The iron that the narrator holds throughout the story symbolizes both the power and the limitations of domestic life. Emily jokes at one point in the story that a portrait of the narrator would show her ironing, indicating that the act of standing still and maintaining a household is a defining, even imprisoning state for the narrator. The iron, serving as it does to smooth away wrinkles, also indicates that domestic work is a way for the narrator to control the messy world around her and improve its appearance. However, its weight and its repetitive motion also signify the monotonous, crushing nature of the narrator’s responsibilities to her home and children — she not only can iron away the wrinkles, she must do so as part of her duties as a wife and mother.
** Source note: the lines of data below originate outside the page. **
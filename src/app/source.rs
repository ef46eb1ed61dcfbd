//! Where fresh numbers come from.
//!
//! [`SimulatedSource`] waits a fixed delay and draws values locally;
//! [`HttpSource`] asks a remote endpoint. The composite fetch action works
//! against the [`NumberSource`] trait and does not care which one it gets.

use std::sync::Arc;
use std::time::Duration;

use futures_core::future::BoxFuture;
use reqwest::Url;
use thiserror::Error;

use crate::config::ApiConfig;

/// Errors that can occur while fetching numbers.
#[derive(Debug, Error)]
pub enum FetchError {
    /// Failed to reach the endpoint
    #[error("Request to '{endpoint}' failed: {source}")]
    Request {
        endpoint: String,
        #[source]
        source: reqwest::Error,
    },

    /// Request exceeded the configured timeout
    #[error("Request timeout after {}s", after.as_secs())]
    Timeout { after: Duration },

    /// Endpoint answered with a non-success status
    #[error("Endpoint returned HTTP {status}")]
    Status { status: u16 },

    /// Body was not a JSON array of numbers
    #[error("Malformed response: {0}")]
    Malformed(String),

    /// Endpoint is not an absolute http(s) URL
    #[error("Invalid endpoint '{endpoint}': {reason}")]
    InvalidEndpoint { endpoint: String, reason: String },
}

/// A provider of random values in `[0, 100)`.
pub trait NumberSource: Send + Sync {
    /// Name used in log fields.
    fn name(&self) -> &'static str;

    /// Fetch up to `count` values, each in `[0, 100)`. Fewer is not an error.
    fn fetch(&self, count: usize) -> BoxFuture<'_, Result<Vec<f64>, FetchError>>;
}

/// Uniform draw in `[0, 100)`.
pub fn random_value() -> f64 {
    fastrand::f64() * 100.0
}

/// Local source that pretends to be a slow network call.
#[derive(Debug, Clone)]
pub struct SimulatedSource {
    delay: Duration,
}

impl SimulatedSource {
    pub fn new(delay: Duration) -> Self {
        Self { delay }
    }
}

impl NumberSource for SimulatedSource {
    fn name(&self) -> &'static str {
        "simulated"
    }

    fn fetch(&self, count: usize) -> BoxFuture<'_, Result<Vec<f64>, FetchError>> {
        Box::pin(async move {
            tokio::time::sleep(self.delay).await;
            Ok((0..count).map(|_| random_value()).collect())
        })
    }
}

/// Remote source: `GET <endpoint>?count=N` answering a JSON array of numbers.
#[derive(Debug, Clone)]
pub struct HttpSource {
    client: reqwest::Client,
    endpoint: Url,
    timeout: Duration,
}

impl HttpSource {
    pub fn new(endpoint: &str, timeout: Duration) -> Result<Self, FetchError> {
        let endpoint = parse_endpoint(endpoint)?;
        let client = reqwest::Client::builder()
            .timeout(timeout)
            .build()
            .map_err(|source| FetchError::Request {
                endpoint: endpoint.to_string(),
                source,
            })?;
        Ok(Self {
            client,
            endpoint,
            timeout,
        })
    }

    pub fn endpoint(&self) -> &Url {
        &self.endpoint
    }

    async fn fetch_inner(&self, count: usize) -> Result<Vec<f64>, FetchError> {
        let mut url = self.endpoint.clone();
        url.query_pairs_mut()
            .append_pair("count", &count.to_string());

        let response = self
            .client
            .get(url)
            .send()
            .await
            .map_err(|err| self.classify(err))?;

        let status = response.status();
        if !status.is_success() {
            return Err(FetchError::Status {
                status: status.as_u16(),
            });
        }

        let body = response.text().await.map_err(|err| self.classify(err))?;
        let mut values: Vec<f64> =
            serde_json::from_str(&body).map_err(|err| FetchError::Malformed(err.to_string()))?;
        values.truncate(count);
        if let Some(bad) = values.iter().find(|value| !(0.0..100.0).contains(*value)) {
            return Err(FetchError::Malformed(format!(
                "value {} outside [0, 100)",
                bad
            )));
        }
        Ok(values)
    }

    fn classify(&self, err: reqwest::Error) -> FetchError {
        if err.is_timeout() {
            FetchError::Timeout {
                after: self.timeout,
            }
        } else {
            FetchError::Request {
                endpoint: self.endpoint.to_string(),
                source: err,
            }
        }
    }
}

/// Accept only absolute http(s) URLs.
pub fn parse_endpoint(endpoint: &str) -> Result<Url, FetchError> {
    let invalid = |reason: String| FetchError::InvalidEndpoint {
        endpoint: endpoint.to_string(),
        reason,
    };
    let url = Url::parse(endpoint).map_err(|err| invalid(err.to_string()))?;
    match url.scheme() {
        "http" | "https" => Ok(url),
        other => Err(invalid(format!("unsupported scheme '{}'", other))),
    }
}

impl NumberSource for HttpSource {
    fn name(&self) -> &'static str {
        "http"
    }

    fn fetch(&self, count: usize) -> BoxFuture<'_, Result<Vec<f64>, FetchError>> {
        Box::pin(self.fetch_inner(count))
    }
}

/// Build the source described by `[api]`: HTTP when an endpoint is set,
/// simulated otherwise.
pub fn source_from_config(api: &ApiConfig) -> Result<Arc<dyn NumberSource>, FetchError> {
    match &api.endpoint {
        Some(endpoint) => Ok(Arc::new(HttpSource::new(
            endpoint,
            Duration::from_secs(api.timeout_seconds),
        )?)),
        None => Ok(Arc::new(SimulatedSource::new(Duration::from_millis(
            api.delay_ms,
        )))),
    }
}
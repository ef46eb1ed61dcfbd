//! Read-only projections of [`AppState`].

use std::collections::BTreeMap;
use std::fmt;

use serde::Serialize;

use crate::app::actions::AppStore;
use crate::app::catalog::{Channel, Os};
use crate::app::state::AppState;
use crate::store::Derived;

/// The subset of state that would be mirrored to a server.
#[derive(Debug, Clone, Copy, PartialEq, Eq, Serialize)]
pub struct ServerParams {
    pub os: Os,
    pub channel: Channel,
}

impl ServerParams {
    pub fn pairs(&self) -> [(&'static str, &'static str); 2] {
        [("os", self.os.as_str()), ("channel", self.channel.as_str())]
    }

    pub fn query_string(&self) -> String {
        query_string(self.pairs())
    }
}

pub fn server_params(state: &AppState) -> ServerParams {
    ServerParams {
        os: state.os,
        channel: state.channel,
    }
}

/// Join `key=value` pairs with `&`, keys in ascending order.
///
/// Values are written as-is; a repeated key keeps its last value.
pub fn query_string<I, K, V>(params: I) -> String
where
    I: IntoIterator<Item = (K, V)>,
    K: AsRef<str>,
    V: fmt::Display,
{
    let sorted: BTreeMap<String, String> = params
        .into_iter()
        .map(|(key, value)| (key.as_ref().to_string(), value.to_string()))
        .collect();

    sorted
        .iter()
        .map(|(key, value)| format!("{}={}", key, value))
        .collect::<Vec<_>>()
        .join("&")
}

/// Derived view over [`server_params`].
pub fn server_params_view(store: &AppStore) -> Derived<ServerParams> {
    store.derive(server_params)
}

/// Derived view over the query string of the current server params.
pub fn query_view(store: &AppStore) -> Derived<String> {
    store.derive(|state: &AppState| server_params(state).query_string())
}

#[cfg(test)]
mod tests {
    use super::*;
    use crate::app::actions::{add_random_number, change_channel, change_os};
    use parking_lot::Mutex;
    use std::sync::Arc;

    #[test]
    fn query_string_sorts_keys() {
        assert_eq!(
            query_string([("os", "mac"), ("channel", "beta")]),
            "channel=beta&os=mac"
        );
        assert_eq!(query_string(Vec::<(&str, u32)>::new()), "");
        assert_eq!(query_string([("b", 2), ("a", 1), ("c", 3)]), "a=1&b=2&c=3");
    }

    #[test]
    fn server_params_ignore_numbers() {
        let state = AppState {
            channel: Channel::Nightly,
            os: Os::Linux,
            ..AppState::default()
        };
        let params = server_params(&state);
        assert_eq!(
            params,
            ServerParams {
                os: Os::Linux,
                channel: Channel::Nightly
            }
        );
        assert_eq!(params.query_string(), "channel=nightly&os=linux");
    }

    #[test]
    fn server_params_view_tracks_options() {
        let store = AppStore::new(AppState::default());
        let view = server_params_view(&store);
        let before = view.get();

        store.dispatch(add_random_number()).unwrap();
        assert!(Arc::ptr_eq(&before, &view.get()));

        store.dispatch(change_os(Os::Mac)).unwrap();
        assert_eq!(
            *view.get(),
            ServerParams {
                os: Os::Mac,
                channel: Channel::Release
            }
        );
    }

    #[test]
    fn query_view_fires_only_for_option_changes() {
        let store = AppStore::new(AppState::default());
        let view = query_view(&store);
        let seen = Arc::new(Mutex::new(Vec::new()));
        let sink = Arc::clone(&seen);
        let _sub = view.subscribe(move |query| sink.lock().push(query.to_string()));

        store.dispatch(add_random_number()).unwrap();
        store.dispatch(change_channel(Channel::Beta)).unwrap();
        store.dispatch(add_random_number()).unwrap();
        store.dispatch(change_os(Os::Mac)).unwrap();

        assert_eq!(
            *seen.lock(),
            vec![
                "channel=release&os=windows".to_string(),
                "channel=beta&os=windows".to_string(),
                "channel=beta&os=mac".to_string(),
            ]
        );
    }
}
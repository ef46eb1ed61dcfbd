//! Error types for the store and its reducers.

use thiserror::Error;

/// Errors raised by a reducer while editing a draft.
///
/// The draft is discarded when one of these is returned, so the published
/// state is never partially updated.
#[derive(Debug, Clone, PartialEq, Eq, Error)]
pub enum ActionError {
    /// The intent referenced an entry that does not exist.
    #[error("No entry with id {id}")]
    NotFound { id: u32 },
}

/// Errors returned by [`Dispatcher::dispatch`](crate::store::Dispatcher::dispatch).
#[derive(Debug, Error)]
pub enum StoreError {
    /// The atomic action failed; state is unchanged.
    #[error("Action failed: {0}")]
    Action(#[from] ActionError),

    /// A composite action was dispatched outside of a tokio runtime.
    #[error("Composite actions require a tokio runtime")]
    NoRuntime,

    /// The composite routine issuing the dispatch was cancelled.
    #[error("Routine cancelled")]
    Cancelled,
}
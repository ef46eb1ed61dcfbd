//! Ordered subscriber registry shared by stores and derived views.

use std::sync::atomic::{AtomicBool, Ordering};
use std::sync::Arc;

use parking_lot::Mutex;

pub(crate) type Callback<T> = Box<dyn Fn(&Arc<T>) + Send + Sync>;

/// Handle returned by `subscribe`.
///
/// Dropping the handle does NOT detach the callback; call
/// [`unsubscribe`](Self::unsubscribe) for that.
#[derive(Debug)]
pub struct Subscription {
    active: Arc<AtomicBool>,
}

impl Subscription {
    /// Stop deliveries. Takes effect for a notification round in progress.
    pub fn unsubscribe(&self) {
        self.active.store(false, Ordering::SeqCst);
    }

    pub fn is_active(&self) -> bool {
        self.active.load(Ordering::SeqCst)
    }
}

pub(crate) struct Subscriber<T> {
    active: Arc<AtomicBool>,
    callback: Callback<T>,
}

impl<T> Subscriber<T> {
    fn is_active(&self) -> bool {
        self.active.load(Ordering::SeqCst)
    }

    pub(crate) fn deliver(&self, value: &Arc<T>) {
        if self.is_active() {
            (self.callback)(value);
        }
    }
}

pub(crate) struct SubscriberList<T> {
    entries: Mutex<Vec<Arc<Subscriber<T>>>>,
}

impl<T> SubscriberList<T> {
    pub(crate) fn new() -> Self {
        Self {
            entries: Mutex::new(Vec::new()),
        }
    }

    /// Build an entry and its handle without registering it yet.
    pub(crate) fn create(callback: Callback<T>) -> (Arc<Subscriber<T>>, Subscription) {
        let active = Arc::new(AtomicBool::new(true));
        let entry = Arc::new(Subscriber {
            active: Arc::clone(&active),
            callback,
        });
        (entry, Subscription { active })
    }

    pub(crate) fn attach(&self, entry: Arc<Subscriber<T>>) {
        self.entries.lock().push(entry);
    }

    /// Deliver `value` to every active subscriber in registration order.
    ///
    /// The registry lock is released before callbacks run, so callbacks may
    /// subscribe or unsubscribe freely.
    pub(crate) fn notify(&self, value: &Arc<T>) {
        let targets: Vec<Arc<Subscriber<T>>> = {
            let mut entries = self.entries.lock();
            entries.retain(|entry| entry.is_active());
            entries.clone()
        };

        for entry in targets {
            entry.deliver(value);
        }
    }

    pub(crate) fn active_count(&self) -> usize {
        self.entries
            .lock()
            .iter()
            .filter(|entry| entry.is_active())
            .count()
    }
}

#[cfg(test)]
mod tests {
    use super::*;

    fn recorder(log: &Arc<Mutex<Vec<String>>>, tag: &'static str) -> Callback<u32> {
        let log = Arc::clone(log);
        Box::new(move |value: &Arc<u32>| log.lock().push(format!("{tag}:{value}")))
    }

    #[test]
    fn notifies_in_registration_order() {
        let list = SubscriberList::new();
        let log = Arc::new(Mutex::new(Vec::new()));
        let (first, _a) = SubscriberList::create(recorder(&log, "a"));
        let (second, _b) = SubscriberList::create(recorder(&log, "b"));
        list.attach(first);
        list.attach(second);

        list.notify(&Arc::new(1));

        assert_eq!(*log.lock(), vec!["a:1", "b:1"]);
    }

    #[test]
    fn unsubscribed_entries_are_skipped_and_pruned() {
        let list = SubscriberList::new();
        let log = Arc::new(Mutex::new(Vec::new()));
        let (entry, handle) = SubscriberList::create(recorder(&log, "a"));
        list.attach(entry);
        assert_eq!(list.active_count(), 1);

        handle.unsubscribe();
        list.notify(&Arc::new(2));

        assert!(log.lock().is_empty());
        assert_eq!(list.active_count(), 0);
        assert!(!handle.is_active());
    }
}
//! Static option catalog offered to consumers.
//!
//! The catalog is read-only configuration. Actions accept the typed values
//! directly; turning user input into them (and rejecting unknown names) is
//! the caller's job via [`FromStr`].

use std::fmt;
use std::str::FromStr;

use serde::{Deserialize, Serialize};
use thiserror::Error;

#[derive(Debug, Clone, PartialEq, Eq, Error)]
pub enum CatalogError {
    #[error("Unknown {kind} '{value}' (expected one of: {expected})")]
    Unknown {
        kind: &'static str,
        value: String,
        expected: String,
    },
}

macro_rules! catalog_enum {
    (
        $(#[$meta:meta])*
        $name:ident, $kind:literal {
            $default:ident => $default_str:literal,
            $($variant:ident => $str:literal),* $(,)?
        }
    ) => {
        $(#[$meta])*
        #[derive(Debug, Clone, Copy, PartialEq, Eq, Hash, Default, Serialize, Deserialize)]
        #[serde(rename_all = "lowercase")]
        pub enum $name {
            #[default]
            $default,
            $($variant),*
        }

        impl $name {
            pub const ALL: &'static [$name] = &[$name::$default, $($name::$variant),*];

            pub fn as_str(&self) -> &'static str {
                match self {
                    $name::$default => $default_str,
                    $($name::$variant => $str),*
                }
            }
        }

        impl fmt::Display for $name {
            fn fmt(&self, f: &mut fmt::Formatter<'_>) -> fmt::Result {
                f.write_str(self.as_str())
            }
        }

        impl FromStr for $name {
            type Err = CatalogError;

            fn from_str(s: &str) -> Result<Self, Self::Err> {
                let wanted = s.trim().to_ascii_lowercase();
                $name::ALL
                    .iter()
                    .copied()
                    .find(|candidate| candidate.as_str() == wanted)
                    .ok_or_else(|| CatalogError::Unknown {
                        kind: $kind,
                        value: s.to_string(),
                        expected: $name::ALL
                            .iter()
                            .map(|candidate| candidate.as_str())
                            .collect::<Vec<_>>()
                            .join(", "),
                    })
            }
        }
    };
}

catalog_enum! {
    /// Product the options apply to. Offered as a choice, never stored.
    Product, "product" {
        Firefox => "firefox",
        Thunderbird => "thunderbird",
        Fenix => "fenix",
    }
}

catalog_enum! {
    /// Release channel.
    Channel, "channel" {
        Release => "release",
        Beta => "beta",
        Nightly => "nightly",
    }
}

catalog_enum! {
    /// Operating system.
    Os, "os" {
        Windows => "windows",
        Mac => "mac",
        Linux => "linux",
    }
}

/// All option lists, in display order.
#[derive(Debug, Clone, Copy, Serialize)]
pub struct OptionCatalog {
    pub products: &'static [Product],
    pub channels: &'static [Channel],
    pub oses: &'static [Os],
}

pub const CATALOG: OptionCatalog = OptionCatalog {
    products: Product::ALL,
    channels: Channel::ALL,
    oses: Os::ALL,
};
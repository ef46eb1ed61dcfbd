//! Copy-on-write update engine.
//!
//! `produce` hands an editor a private working copy of the base state and
//! freezes the result into a new `Arc`. States keep their large collections
//! behind `Arc` so the shallow clone is cheap; an editor that touches such a
//! collection calls `Arc::make_mut`, which copies it only because the base
//! still holds a reference. Untouched collections stay shared between the old
//! and the new snapshot.

use std::sync::Arc;

/// Apply `editor` to a draft of `base` and return the resulting snapshot.
///
/// - `base` is never mutated.
/// - On error the draft is dropped and the error returned; nothing is produced.
/// - If the draft ends up equal to `base`, `base` itself is returned so callers
///   can detect a no-op with `Arc::ptr_eq`.
pub fn produce<S, E, F>(base: &Arc<S>, editor: F) -> Result<Arc<S>, E>
where
    S: Clone + PartialEq,
    F: FnOnce(&mut S) -> Result<(), E>,
{
    let mut draft = S::clone(base);
    editor(&mut draft)?;

    if draft == **base {
        return Ok(Arc::clone(base));
    }

    Ok(Arc::new(draft))
}

#[cfg(test)]
mod tests {
    use super::*;

    #[derive(Debug, Clone, PartialEq)]
    struct Doc {
        title: String,
        tags: Arc<Vec<String>>,
    }

    fn doc() -> Arc<Doc> {
        Arc::new(Doc {
            title: "draft".into(),
            tags: Arc::new(vec!["a".into(), "b".into()]),
        })
    }

    #[test]
    fn base_is_not_mutated() {
        let base = doc();
        let next = produce(&base, |d: &mut Doc| {
            d.title = "final".into();
            Arc::make_mut(&mut d.tags).push("c".into());
            Ok::<(), ()>(())
        })
        .unwrap();

        assert_eq!(base.title, "draft");
        assert_eq!(base.tags.len(), 2);
        assert_eq!(next.title, "final");
        assert_eq!(next.tags.len(), 3);
        assert!(!Arc::ptr_eq(&base, &next));
    }

    #[test]
    fn untouched_collections_are_shared() {
        let base = doc();
        let next = produce(&base, |d: &mut Doc| {
            d.title = "renamed".into();
            Ok::<(), ()>(())
        })
        .unwrap();

        assert!(Arc::ptr_eq(&base.tags, &next.tags));
    }

    #[test]
    fn noop_editor_returns_base() {
        let base = doc();
        let next = produce(&base, |_d: &mut Doc| Ok::<(), ()>(())).unwrap();
        assert!(Arc::ptr_eq(&base, &next));
    }

    #[test]
    fn failing_editor_discards_draft() {
        let base = doc();
        let result = produce(&base, |d: &mut Doc| {
            d.title = "half-written".into();
            Err("boom")
        });

        assert_eq!(result.unwrap_err(), "boom");
        assert_eq!(base.title, "draft");
    }
}
//! Client configuration.

use std::time::Duration;

use serde::{Deserialize, Serialize};

/// Default request timeout applied to every outbound call.
const DEFAULT_TIMEOUT: Duration = Duration::from_secs(15);

/// Configuration for connecting to the portal backend.
#[derive(Debug, Clone, Serialize, Deserialize)]
pub struct ClientConfig {
    /// Base URL including the versioned API path
    /// (e.g. "https://portal.example.com/api/v1")
    pub base_url: String,

    /// Fixed timeout for every request
    #[serde(default = "default_timeout", with = "duration_secs")]
    pub timeout: Duration,
}

impl ClientConfig {
    /// Create a config for the given base URL with the default timeout.
    pub fn new(base_url: impl Into<String>) -> Self {
        let mut base_url = base_url.into();
        // Joined paths always start with '/'
        while base_url.ends_with('/') {
            base_url.pop();
        }
        Self {
            base_url,
            timeout: DEFAULT_TIMEOUT,
        }
    }

    /// Override the request timeout.
    pub fn with_timeout(mut self, timeout: Duration) -> Self {
        self.timeout = timeout;
        self
    }
}

fn default_timeout() -> Duration {
    DEFAULT_TIMEOUT
}

mod duration_secs {
    use std::time::Duration;

    use serde::{Deserialize, Deserializer, Serializer};

    pub fn serialize<S: Serializer>(d: &Duration, s: S) -> Result<S::Ok, S::Error> {
        s.serialize_u64(d.as_secs())
    }

    pub fn deserialize<'de, D: Deserializer<'de>>(d: D) -> Result<Duration, D::Error> {
        Ok(Duration::from_secs(u64::deserialize(d)?))
    }
}
//! HTTP transport for the portal API.
//!
//! Every outbound call goes through [`Transport`]: it joins the path onto the
//! fixed base URL, injects the persisted bearer token (or a per-call
//! override), applies the configured timeout, and routes every failure
//! through the error normalizer. It never touches session state.

use std::sync::Arc;

use reqwest::{header, Method};
use serde::de::DeserializeOwned;
use serde::Serialize;
use serde_json::Value;
use tracing::debug;

use crate::config::ClientConfig;
use crate::credentials::CredentialStore;
use crate::error::ApiError;

/// HTTP client with automatic bearer injection and error normalization.
pub struct Transport {
    config: ClientConfig,
    store: Arc<dyn CredentialStore>,
    http: reqwest::Client,
}

impl Transport {
    /// Create a transport over the given config and credential store.
    pub fn new(config: ClientConfig, store: Arc<dyn CredentialStore>) -> Self {
        let http = reqwest::Client::builder()
            .timeout(config.timeout)
            .build()
            .expect("Failed to create HTTP client");

        Self {
            config,
            store,
            http,
        }
    }

    /// GET a JSON resource.
    pub async fn get<T: DeserializeOwned>(&self, path: &str) -> Result<T, ApiError> {
        self.execute(Method::GET, path, None, None).await
    }

    /// POST a JSON body.
    pub async fn post<B: Serialize, T: DeserializeOwned>(
        &self,
        path: &str,
        body: &B,
    ) -> Result<T, ApiError> {
        let body = serde_json::to_value(body).map_err(|_| ApiError::from_invalid_body(0))?;
        self.execute(Method::POST, path, Some(body), None).await
    }

    /// POST with no body, optionally overriding the bearer token for this
    /// call only (the portal-token validation path).
    pub async fn post_empty<T: DeserializeOwned>(
        &self,
        path: &str,
        token_override: Option<&str>,
    ) -> Result<T, ApiError> {
        self.execute(Method::POST, path, None, token_override).await
    }

    /// PUT a JSON body.
    pub async fn put<B: Serialize, T: DeserializeOwned>(
        &self,
        path: &str,
        body: &B,
    ) -> Result<T, ApiError> {
        let body = serde_json::to_value(body).map_err(|_| ApiError::from_invalid_body(0))?;
        self.execute(Method::PUT, path, Some(body), None).await
    }

    async fn execute<T: DeserializeOwned>(
        &self,
        method: Method,
        path: &str,
        body: Option<Value>,
        token_override: Option<&str>,
    ) -> Result<T, ApiError> {
        let url = format!("{}{}", self.config.base_url, path);
        let mut request = self.http.request(method.clone(), &url);

        let token = token_override
            .map(str::to_string)
            .or_else(|| self.store.token());
        if let Some(token) = token {
            request = request.header(header::AUTHORIZATION, format!("Bearer {}", token));
        }

        if let Some(ref body) = body {
            request = request.json(body);
        }

        let response = request.send().await.map_err(|e| {
            debug!(%method, %url, error = %e, "Request never completed");
            ApiError::from_send_error(&e)
        })?;

        let status = response.status();
        let text = response
            .text()
            .await
            .map_err(|e| ApiError::from_send_error(&e))?;

        if !status.is_success() {
            debug!(%method, %url, status = status.as_u16(), "Request failed");
            let body = if text.is_empty() {
                None
            } else {
                // Keep a non-JSON body as a plain string so message
                // extraction can return it as-is.
                Some(serde_json::from_str(&text).unwrap_or(Value::String(text)))
            };
            return Err(ApiError::from_status(status.as_u16(), body));
        }

        serde_json::from_str(&text).map_err(|e| {
            debug!(%method, %url, error = %e, "Response body did not match expected shape");
            ApiError::from_invalid_body(status.as_u16())
        })
    }
}
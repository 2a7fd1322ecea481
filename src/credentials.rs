//! Durable credential storage.
//!
//! A persisted session is a `{token, user}` pair kept under two fixed keys.
//! The pair is written together and cleared together; the token is the
//! source of truth for "is there a session to try and resume". The store
//! itself is a black box to the rest of the crate — only this module knows
//! the on-disk layout.

use std::path::PathBuf;
use std::sync::Mutex;

use serde_json::{Map, Value};
use tracing::warn;

use crate::types::UserSummary;

/// Storage key for the raw bearer token.
const TOKEN_KEY: &str = "portal_token";
/// Storage key for the JSON-serialized user snapshot.
const USER_KEY: &str = "portal_user";

/// Error from the durable store.
#[derive(Debug, thiserror::Error)]
pub enum CredentialStoreError {
    #[error("Store I/O failed: {0}")]
    Io(#[from] std::io::Error),

    #[error("Store contents invalid: {0}")]
    Serde(#[from] serde_json::Error),
}

/// Durable `{token, user}` storage behind the session layer.
///
/// Each mutation writes or clears both keys as one unit. Implementations
/// must never leave the pair mismatched (token without user or vice versa),
/// except that `user` may be absent while a token is retained during
/// server-unavailable hydration — which is why reads are per-key.
pub trait CredentialStore: Send + Sync {
    /// The persisted bearer token, if any.
    fn token(&self) -> Option<String>;

    /// The persisted user snapshot, if any.
    fn user(&self) -> Option<UserSummary>;

    /// Persist the pair (overwrites any previous session).
    fn save(&self, token: &str, user: &UserSummary) -> Result<(), CredentialStoreError>;

    /// Remove both keys. Succeeds when nothing is stored.
    fn clear(&self) -> Result<(), CredentialStoreError>;
}

/// File-backed store: one JSON document holding the two keys.
///
/// Writes are serialized by a process-local mutex and performed as a whole-
/// file rewrite. Concurrent writers in *other* processes are not coordinated;
/// that gap is inherited from the storage model and deliberately left open.
pub struct FileCredentialStore {
    path: PathBuf,
    write_lock: Mutex<()>,
}

impl FileCredentialStore {
    pub fn new(path: impl Into<PathBuf>) -> Self {
        Self {
            path: path.into(),
            write_lock: Mutex::new(()),
        }
    }

    fn read_document(&self) -> Map<String, Value> {
        let Ok(content) = std::fs::read_to_string(&self.path) else {
            return Map::new(); // No store file yet
        };
        match serde_json::from_str::<Value>(&content) {
            Ok(Value::Object(map)) => map,
            Ok(_) | Err(_) => {
                warn!(path = %self.path.display(), "Credential store unreadable, treating as empty");
                Map::new()
            }
        }
    }

    fn write_document(&self, doc: &Map<String, Value>) -> Result<(), CredentialStoreError> {
        if let Some(parent) = self.path.parent() {
            std::fs::create_dir_all(parent)?;
        }
        let content = serde_json::to_string_pretty(&Value::Object(doc.clone()))?;
        std::fs::write(&self.path, content)?;
        Ok(())
    }
}

impl CredentialStore for FileCredentialStore {
    fn token(&self) -> Option<String> {
        self.read_document()
            .get(TOKEN_KEY)?
            .as_str()
            .map(String::from)
    }

    fn user(&self) -> Option<UserSummary> {
        let value = self.read_document().remove(USER_KEY)?;
        serde_json::from_value(value).ok()
    }

    fn save(&self, token: &str, user: &UserSummary) -> Result<(), CredentialStoreError> {
        let _guard = self.write_lock.lock().expect("store lock poisoned");
        let mut doc = self.read_document();
        doc.insert(TOKEN_KEY.to_string(), Value::String(token.to_string()));
        doc.insert(USER_KEY.to_string(), serde_json::to_value(user)?);
        self.write_document(&doc)
    }

    fn clear(&self) -> Result<(), CredentialStoreError> {
        let _guard = self.write_lock.lock().expect("store lock poisoned");
        let mut doc = self.read_document();
        doc.remove(TOKEN_KEY);
        doc.remove(USER_KEY);
        self.write_document(&doc)
    }
}

/// In-memory store for tests and ephemeral sessions.
#[derive(Default)]
pub struct MemoryCredentialStore {
    inner: Mutex<MemoryInner>,
}

#[derive(Default)]
struct MemoryInner {
    token: Option<String>,
    user: Option<UserSummary>,
}

impl MemoryCredentialStore {
    pub fn new() -> Self {
        Self::default()
    }

    /// Seed a persisted session, as if a previous run had logged in.
    pub fn with_session(token: &str, user: &UserSummary) -> Self {
        let store = Self::new();
        store.save(token, user).expect("memory save is infallible");
        store
    }

    /// Seed a token with no cached user snapshot (pre-hydration state).
    pub fn with_token_only(token: &str) -> Self {
        let store = Self::new();
        store.inner.lock().expect("store lock poisoned").token = Some(token.to_string());
        store
    }
}

impl CredentialStore for MemoryCredentialStore {
    fn token(&self) -> Option<String> {
        self.inner.lock().expect("store lock poisoned").token.clone()
    }

    fn user(&self) -> Option<UserSummary> {
        self.inner.lock().expect("store lock poisoned").user.clone()
    }

    fn save(&self, token: &str, user: &UserSummary) -> Result<(), CredentialStoreError> {
        let mut inner = self.inner.lock().expect("store lock poisoned");
        inner.token = Some(token.to_string());
        inner.user = Some(user.clone());
        Ok(())
    }

    fn clear(&self) -> Result<(), CredentialStoreError> {
        let mut inner = self.inner.lock().expect("store lock poisoned");
        inner.token = None;
        inner.user = None;
        Ok(())
    }
}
The narrator irons throughout the story and refers to having done so for much of Emily’s childhood, but she concludes with the hope that Emily may someday “know that she is more than this dress on the ironing board,” demonstrating the narrator’s hope, and perhaps belief, that Emily’s future may be comparatively free of the burden of domesticity that has shaped the narrator’s life.
The Iron Quotes in I Stand Here Ironing
I think of our others in their three-, four-year-oldness—the explosions, the tempers, the denunciations, the demands—and I feel suddenly ill. I put the iron down. What in me demanded that goodness in her? And what was the cost, the cost to her of such goodness?